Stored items

________________________

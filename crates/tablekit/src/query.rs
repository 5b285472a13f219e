//! Read facade: dump, scan, query and get.
//!
//! Scans and queries follow `LastEvaluatedKey` until the service reports no
//! more pages. The streaming variants fetch one page at a time as the caller
//! polls them.

use aws_sdk_dynamodb::operation::query::builders::QueryInputBuilder;
use futures_util::stream::BoxStream;
use futures_util::TryStreamExt;
use serde::Serialize;
use serde_json::{Map, Value};

use crate::client::Database;
use crate::convert::{self, Item};
use crate::error::{Error, Result};

/// Every item of a table, unmarshalled, with the scan totals.
#[derive(Debug, Clone, Default, PartialEq, Serialize)]
#[serde(rename_all = "PascalCase")]
pub struct Dump {
    pub count: usize,
    pub scanned_count: usize,
    pub items: Vec<Map<String, Value>>,
}

impl Database {
    /// Scan the whole table and unmarshall every item.
    pub async fn dump(&self, table_name: &str) -> Result<Dump> {
        let mut dump = Dump::default();
        let mut start_key: Option<Item> = None;

        loop {
            let output = self
                .client
                .scan()
                .table_name(table_name)
                .set_exclusive_start_key(start_key.take())
                .send()
                .await?;

            dump.count += page_count(output.count());
            dump.scanned_count += page_count(output.scanned_count());
            dump.items
                .extend(output.items().iter().map(convert::unmarshall));

            match output.last_evaluated_key {
                Some(key) if !key.is_empty() => start_key = Some(key),
                _ => break,
            }
        }

        tracing::debug!(table = %table_name, count = dump.count, "Table dumped");
        Ok(dump)
    }

    /// Lazily scan every item of the table.
    pub fn scan_items(&self, table_name: &str) -> BoxStream<'static, Result<Item>> {
        let client = self.client.clone();
        let table_name = table_name.to_string();

        Box::pin(async_stream::try_stream! {
            let mut start_key: Option<Item> = None;

            loop {
                let output = client
                    .scan()
                    .table_name(&table_name)
                    .set_exclusive_start_key(start_key.take())
                    .send()
                    .await
                    .map_err(Error::from)?;

                for item in output.items.unwrap_or_default() {
                    yield item;
                }

                match output.last_evaluated_key {
                    Some(key) if !key.is_empty() => start_key = Some(key),
                    _ => break,
                }
            }
        })
    }

    /// Lazily run `query` across every page of results.
    ///
    /// Any start key already set on `query` is used for the first page.
    pub fn query_items(&self, query: QueryInputBuilder) -> BoxStream<'static, Result<Item>> {
        let client = self.client.clone();

        Box::pin(async_stream::try_stream! {
            let mut start_key = query.get_exclusive_start_key().clone();

            loop {
                let output = query
                    .clone()
                    .set_exclusive_start_key(start_key.take())
                    .send_with(&client)
                    .await
                    .map_err(Error::from)?;

                for item in output.items.unwrap_or_default() {
                    yield item;
                }

                match output.last_evaluated_key {
                    Some(key) if !key.is_empty() => start_key = Some(key),
                    _ => break,
                }
            }
        })
    }

    /// Collect every page of `query`, unmarshalled.
    pub async fn query_all(&self, query: QueryInputBuilder) -> Result<Vec<Map<String, Value>>> {
        self.query_items(query)
            .map_ok(|item| convert::unmarshall(&item))
            .try_collect()
            .await
    }

    /// Fetch a single item by its full primary key.
    pub async fn get_item(&self, table_name: &str, key: Item) -> Result<Option<Map<String, Value>>> {
        let output = self
            .client
            .get_item()
            .table_name(table_name)
            .set_key(Some(key))
            .send()
            .await?;

        Ok(output.item().map(convert::unmarshall))
    }
}

fn page_count(count: i32) -> usize {
    usize::try_from(count).unwrap_or_default()
}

________________________

Exactly as they are written, print the entries again.

filename crates/tablekit/src/query.rs
repository 5b285472a13f219e
//! Read facade: dump, scan, query and get.
//!
//! Scans and queries follow `LastEvaluatedKey` until the service reports no
//! more pages. The streaming variants fetch one page at a time as the caller
//! polls them.

use aws_sdk_dynamodb::operation::query::builders::QueryInputBuilder;
use futures_util::stream::BoxStream;
use futures_util::TryStreamExt;
use serde::Serialize;
use serde_json::{Map, Value};

use crate::client::Database;
use crate::convert::{self, Item};
use crate::error::{Error, Result};

/// Every item of a table, unmarshalled, with the scan totals.
#[derive(Debug, Clone, Default, PartialEq, Serialize)]
#[serde(rename_all = "PascalCase")]
pub struct Dump {
    pub count: usize,
    pub scanned_count: usize,
    pub items: Vec<Map<String, Value>>,
}

impl Database {
    /// Scan the whole table and unmarshall every item.
    pub async fn dump(&self, table_name: &str) -> Result<Dump> {
        let mut dump = Dump::default();
        let mut start_key: Option<Item> = None;

        loop {
            let output = self
                .client
                .scan()
                .table_name(table_name)
                .set_exclusive_start_key(start_key.take())
                .send()
                .await?;

            dump.count += page_count(output.count());
            dump.scanned_count += page_count(output.scanned_count());
            dump.items
                .extend(output.items().iter().map(convert::unmarshall));

            match output.last_evaluated_key {
                Some(key) if !key.is_empty() => start_key = Some(key),
                _ => break,
            }
        }

        tracing::debug!(table = %table_name, count = dump.count, "Table dumped");
        Ok(dump)
    }

    /// Lazily scan every item of the table.
    pub fn scan_items(&self, table_name: &str) -> BoxStream<'static, Result<Item>> {
        let client = self.client.clone();
        let table_name = table_name.to_string();

        Box::pin(async_stream::try_stream! {
            let mut start_key: Option<Item> = None;

            loop {
                let output = client
                    .scan()
                    .table_name(&table_name)
                    .set_exclusive_start_key(start_key.take())
                    .send()
                    .await
                    .map_err(Error::from)?;

                for item in output.items.unwrap_or_default() {
                    yield item;
                }

                match output.last_evaluated_key {
                    Some(key) if !key.is_empty() => start_key = Some(key),
                    _ => break,
                }
            }
        })
    }

    /// Lazily run `query` across every page of results.
    ///
    /// Any start key already set on `query` is used for the first page.
    pub fn query_items(&self, query: QueryInputBuilder) -> BoxStream<'static, Result<Item>> {
        let client = self.client.clone();

        Box::pin(async_stream::try_stream! {
            let mut start_key = query.get_exclusive_start_key().clone();

            loop {
                let output = query
                    .clone()
                    .set_exclusive_start_key(start_key.take())
                    .send_with(&client)
                    .await
                    .map_err(Error::from)?;

                for item in output.items.unwrap_or_default() {
                    yield item;
                }

                match output.last_evaluated_key {
                    Some(key) if !key.is_empty() => start_key = Some(key),
                    _ => break,
                }
            }
        })
    }

    /// Collect every page of `query`, unmarshalled.
    pub async fn query_all(&self, query: QueryInputBuilder) -> Result<Vec<Map<String, Value>>> {
        self.query_items(query)
            .map_ok(|item| convert::unmarshall(&item))
            .try_collect()
            .await
    }

    /// Fetch a single item by its full primary key.
    pub async fn get_item(&self, table_name: &str, key: Item) -> Result<Option<Map<String, Value>>> {
        let output = self
            .client
            .get_item()
            .table_name(table_name)
            .set_key(Some(key))
            .send()
            .await?;

        Ok(output.item().map(convert::unmarshall))
    }
}

fn page_count(count: i32) -> usize {
    usize::try_from(count).unwrap_or_default()
}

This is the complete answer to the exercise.